The number of images used in different training sets. For each type of tomato in each training set, 1/5 of the images were used for validation and the remaining 4/5 of the images were used for training. The number of images used in different testing sets. A total of 11 testing sets, from testing set 3 to 13, were added with different levels of noise, and the noise addition was increased from M = 0 to M = 1.0, with an increment of 0.1. Performance comparison of five CNN-based models on different datasets.

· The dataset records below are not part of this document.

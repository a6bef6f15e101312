//! Helper-side request loop.
//!
//! The `greet-core` binary wraps [`serve`] around its stdio: each line on
//! stdin is one call, each line on stdout is the matching reply. Diagnostics
//! must go to stderr — stdout belongs to the reply channel.

use tokio::io::{AsyncBufReadExt, AsyncRead, AsyncWrite, AsyncWriteExt, BufReader};

use crate::bridge::wire::{WireReply, WireRequest};

/// Answer one call. Unknown call names produce an error reply carrying the
/// request's correlation id.
pub fn handle_request(request: &WireRequest) -> WireReply {
    match request.name.as_str() {
        "greeting" => WireReply::ok(request.id, format!("Hello {}", request.arg)),
        other => WireReply::err(request.id, format!("unknown call: '{other}'")),
    }
}

/// Serve calls until the inbound channel closes.
///
/// Malformed request lines are logged and skipped; the loop only ends on EOF
/// (the host hung up) or an I/O error.
pub async fn serve<R, W>(reader: R, mut writer: W) -> std::io::Result<()>
where
    R: AsyncRead + Unpin,
    W: AsyncWrite + Unpin,
{
    let mut lines = BufReader::new(reader).lines();

    while let Some(line) = lines.next_line().await? {
        let trimmed = line.trim();
        if trimmed.is_empty() {
            continue;
        }

        let request = match serde_json::from_str::<WireRequest>(trimmed) {
            Ok(request) => request,
            Err(e) => {
                tracing::warn!(error = %e, "malformed request line");
                continue;
            }
        };

        tracing::debug!(id = request.id, name = %request.name, "helper call");
        let reply = handle_request(&request);

        let mut json = serde_json::to_string(&reply).map_err(std::io::Error::other)?;
        json.push('\n');
        writer.write_all(json.as_bytes()).await?;
        writer.flush().await?;
    }

    Ok(())
}

// ─── Tests ──────────────────────────────────────────────────────────────────

#[cfg(test)]
mod tests {
    use super::*;

    #[test]
    fn test_greeting_call() {
        let reply = handle_request(&WireRequest::new(1, "greeting", "World"));
        assert_eq!(reply.into_result().unwrap(), "Hello World");
    }

    #[test]
    fn test_unknown_call_is_an_error_with_same_id() {
        let reply = handle_request(&WireRequest::new(9, "farewell", "World"));
        assert_eq!(reply.id, 9);
        assert!(reply.error.as_deref().unwrap().contains("farewell"));
        assert!(reply.result.is_none());
    }

    #[tokio::test]
    async fn test_serve_round_trip() {
        let (host, helper) = tokio::io::duplex(4096);
        let (helper_read, helper_write) = tokio::io::split(helper);
        tokio::spawn(serve(helper_read, helper_write));

        let (host_read, mut host_write) = tokio::io::split(host);
        let request = serde_json::to_string(&WireRequest::new(4, "greeting", "World")).unwrap();
        host_write
            .write_all(format!("{request}\n").as_bytes())
            .await
            .unwrap();
        host_write.flush().await.unwrap();

        let mut lines = BufReader::new(host_read).lines();
        let line = lines.next_line().await.unwrap().unwrap();
        let reply: WireReply = serde_json::from_str(&line).unwrap();
        assert_eq!(reply.id, 4);
        assert_eq!(reply.into_result().unwrap(), "Hello World");
    }

    #[tokio::test]
    async fn test_serve_skips_garbage_lines() {
        let (host, helper) = tokio::io::duplex(4096);
        let (helper_read, helper_write) = tokio::io::split(helper);
        tokio::spawn(serve(helper_read, helper_write));

        let (host_read, mut host_write) = tokio::io::split(host);
        let request = serde_json::to_string(&WireRequest::new(5, "greeting", "again")).unwrap();
        host_write
            .write_all(format!("not json\n\n{request}\n").as_bytes())
            .await
            .unwrap();
        host_write.flush().await.unwrap();

        let mut lines = BufReader::new(host_read).lines();
        let line = lines.next_line().await.unwrap().unwrap();
        let reply: WireReply = serde_json::from_str(&line).unwrap();
        assert_eq!(reply.into_result().unwrap(), "Hello again");
    }
}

Influence of image noise on performance of DenseNet-201-based model

The purpose of this part of the work was to simulate the poor quality images obtained in real scenarios by adding different levels of noise to tomato images[34] and to find out the influence of image noise on the classification accuracy of a trained DenseNet-201-based model. Figure 1 shows the examples of tomato images with different levels of Gaussian white noise added, with M ranging from 0 to 1.0, and “Control” representing the original tomato image without the added noise. Obviously, the tomato images became increasingly unclear as the noise level increased, and when M > 0.7, they were difficult to recognize even with the human eye. Next, the trained DenseNet-201-based model (trained by training set 1) was tested on different testing sets to demonstrate the effect of image noise on the classification accuracy of the model. Specifically, as shown in Fig. 2 and Table 2, a total of twelve testing sets (1, 3–13) were used, where testing set 1 was the control set (the original testing set without added noise provided by Fruits-360 dataset), and testing sets 3–13 were based on testing set 1 with added different levels of Gaussian White noise (M from 0 to 1.0 in increments of 0.1), respectively. Model 1 in Fig. 2 represents the DenseNet-201-based model trained by training set 1 (in “Performance comparision of five CNN-based models” section). The curve of Model 1 shows that the classification accuracy drops sharply from 100.00 to 29.23% when the testing set starts to contain noise (M = 0), indicating that the trained model is sensitive to image noise[14]. Then, as the noise increases from M = 0.1 to M = 0.7, the classification accuracy fluctuates between 32.22 and 42.06%. And the classification accuracy continues to decrease as the noise level increases and is only 7.56% at M = 1.0 (testing set 13). This phenomenon indicates that although the trained Model 1 can achieve excellent performance on the testing sets of high-quality images, images containing noise significantly reduce its classification accuracy, which is unacceptable and limits the practical application of the model.

Figure 1

Tomato images with the addition of different levels of Gaussian white noise.

Figure 2

Performance variation of four DenseNet-201-based models (trained on different training sets) on twelve testing sets with different levels of noise.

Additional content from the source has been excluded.